The Vietnam War was once considered among the worst American catastrophes of the past century, with a little more than 58,000 dead Americans (and countless Vietnamese, Cambodian, and Laotian people). Sept. 11 scarred the nation for a generation, with a little over 3,000 dead. And all of that pales in comparison to the current pandemic, which will soon equal two Vietnam Wars.
Hapless deer-in-headlights and impeached President Donald Trump can’t decide how to handle the pandemic. No, not the responding to the pandemic part—that part he gave up on from the very beginning. No, he can’t decide who to blame. But whether it’s Democrats or his intelligence agencies or the Chinese, one simple reality cuts through it all: A president’s No. 1 job is to keep Americans safe, and he’s failed that to a degree we haven’t seen in more than a century. He has objectively failed, and done so in historic, catastrophic fashion.
In July 2018, just before voters handed Republicans historic defeats at the ballot box, Trump adviser Bill Stepien, White House political director and Jared Kushner buddy, was explaining why his party would win that November. “Bottom line is Americans want security,” he told Vanity Fair. “They want to feel safe in the realm of national security and they want to feel economically secure. And on each front he’s delivered.”

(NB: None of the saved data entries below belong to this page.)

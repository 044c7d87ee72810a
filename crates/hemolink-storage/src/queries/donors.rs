// SPDX-FileCopyrightText: 2026 Hemolink Contributors
// SPDX-License-Identifier: MIT OR Apache-2.0

//! Read operations over donor rows, plus the provisioning insert used by
//! the external account subsystem and test fixtures.

use std::str::FromStr;

use hemolink_core::{BloodGroup, Donor, DonorId, HemolinkError};
use rusqlite::params;

use crate::database::{map_tr_err, Database};

const DONOR_COLUMNS: &str = "id, name, email, phone, location, blood_group, date_of_birth";

/// Map a donor row. Fails if the stored blood_group is outside the eight
/// canonical values, which the schema CHECK constraint should prevent.
pub(crate) fn row_to_donor(row: &rusqlite::Row) -> Result<Donor, rusqlite::Error> {
    let group_str: String = row.get(5)?;
    let blood_group = BloodGroup::from_str(&group_str).map_err(|e| {
        rusqlite::Error::FromSqlConversionFailure(5, rusqlite::types::Type::Text, Box::new(e))
    })?;
    Ok(Donor {
        id: DonorId(row.get(0)?),
        name: row.get(1)?,
        email: row.get(2)?,
        phone: row.get(3)?,
        location: row.get(4)?,
        blood_group,
        date_of_birth: row.get(6)?,
    })
}

/// Donors whose stored blood group and location both equal the given
/// strings exactly. Case-sensitive; no fuzzy or compatibility matching.
pub async fn find_eligible(
    db: &Database,
    blood_group: &str,
    location: &str,
) -> Result<Vec<Donor>, HemolinkError> {
    let blood_group = blood_group.to_string();
    let location = location.to_string();
    db.connection()
        .call(move |conn| {
            let mut stmt = conn.prepare(&format!(
                "SELECT {DONOR_COLUMNS} FROM donors WHERE blood_group = ?1 AND location = ?2 ORDER BY id"
            ))?;
            let donors = stmt
                .query_map(params![blood_group, location], row_to_donor)?
                .collect::<Result<Vec<_>, _>>()?;
            Ok(donors)
        })
        .await
        .map_err(map_tr_err)
}

/// Donor search with optional exact-match filters; an absent filter
/// matches all rows. Backs the hospital dashboard's donor lookup.
pub async fn search(
    db: &Database,
    blood_group: Option<&str>,
    location: Option<&str>,
) -> Result<Vec<Donor>, HemolinkError> {
    let blood_group = blood_group.map(str::to_string);
    let location = location.map(str::to_string);
    db.connection()
        .call(move |conn| {
            let mut sql = format!("SELECT {DONOR_COLUMNS} FROM donors WHERE 1=1");
            let mut filters: Vec<String> = Vec::new();

            if let Some(group) = blood_group {
                sql.push_str(" AND blood_group = ?");
                filters.push(group);
            }
            if let Some(loc) = location {
                sql.push_str(" AND location = ?");
                filters.push(loc);
            }
            sql.push_str(" ORDER BY id");

            let mut stmt = conn.prepare(&sql)?;
            let params: Vec<&dyn rusqlite::types::ToSql> = filters
                .iter()
                .map(|f| f as &dyn rusqlite::types::ToSql)
                .collect();
            let donors = stmt
                .query_map(params.as_slice(), row_to_donor)?
                .collect::<Result<Vec<_>, _>>()?;
            Ok(donors)
        })
        .await
        .map_err(map_tr_err)
}

/// Insert a donor row. Donor records are owned by the external account
/// subsystem; this exists for its provisioning path and for fixtures.
pub async fn insert(
    db: &Database,
    name: &str,
    email: &str,
    phone: &str,
    location: &str,
    blood_group: BloodGroup,
    date_of_birth: &str,
) -> Result<DonorId, HemolinkError> {
    let name = name.to_string();
    let email = email.to_string();
    let phone = phone.to_string();
    let location = location.to_string();
    let blood_group = blood_group.to_string();
    let date_of_birth = date_of_birth.to_string();
    db.connection()
        .call(move |conn| {
            conn.execute(
                "INSERT INTO donors (name, email, phone, location, blood_group, date_of_birth) \
                 VALUES (?1, ?2, ?3, ?4, ?5, ?6)",
                params![name, email, phone, location, blood_group, date_of_birth],
            )?;
            Ok(conn.last_insert_rowid())
        })
        .await
        .map(DonorId)
        .map_err(map_tr_err)
}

Clearly, they didn’t feel safe and secure enough, way back in 2018, to avert serious disaster at the ballot box. Not to worry though: In Trump’s inner circle, it’s not success that’s rewarded (witness Kushner), but sycophancy. Stepien was just promoted to deputy campaign manager in a move some see as a demotion for actual campaign manager Brad Parscale. You might recall that Parscale is on the outs with Trump because he presented his boss with grim polling numbers. It’s likely just a matter of time before Parscale is out-out, and Stepien or Kushner is put in charge.
But I digress. Look back at that original quote:
Bottom line is Americans want security. They want to feel safe in the realm of national security and they want to feel economically secure.
This is undoubtedly true and the president’s oath is explicit in that regard: “I do solemnly swear that I will support and defend the Constitution of the United States against all enemies, foreign and domestic …”
His No. 1 job is to defend America against all enemies. The end.
But what is his current favorite excuse for our nation’s mass death event? Something-something it’s China’s fault.
Whatever mistakes China made (and no one will claim the country handled the spread of the virus with the necessary competence and transparency), the fact is we had plenty of warning to prepare for COVID 19’s arrival. But from disbanding the pandemic preparedness task force, to ignoring the pandemic playbook left behind by the Obama administration, to gutting the CDC and FEMA, to using his bully pulpit to spread misinformation and undermine the nation’s response, Trump very much rolled out a red carpet for national infestation, economic devastation, and death.
Put another way: Trump didn't keep us safe.
He didn’t keep us safe from an act of God.
And if you want to believe that it’s China’s fault, he also didn’t keep us safe from their actions.
Remember, Trump’s very own deputy campaign manager says the test for a president is Americans “feeling safe” in national security and “secure” in the economic realm. And now Trump has spectacularly failed at both.
So why would anyone keep around a president that has so spectacularly failed his No. 1 job?
It really is a testament to the right-wing bubble, our nation's high partisanization, and the bullshit undemocratic Electoral College that this election is as close as it is. In any regularly functioning democracy, we'd be counting down to the inevitable change of power. Instead, Trump is screaming about everything being RIGGED, because it's the only way he can process what his polls are showing him—that he's losing.
It’s quite remarkable that a guy who spends all day watching TV and all weekend golfing during a mass-death event can’t fathom that it might cost him at the ballot box. But that’s where we appear to be heading.
And it’s well-deserved. A failure of this magnitude deserves the most resounding “YOU’RE FIRED” the nation can muster. It wouldn’t undo the damage he’s done, but it would still offer some measure of satisfaction.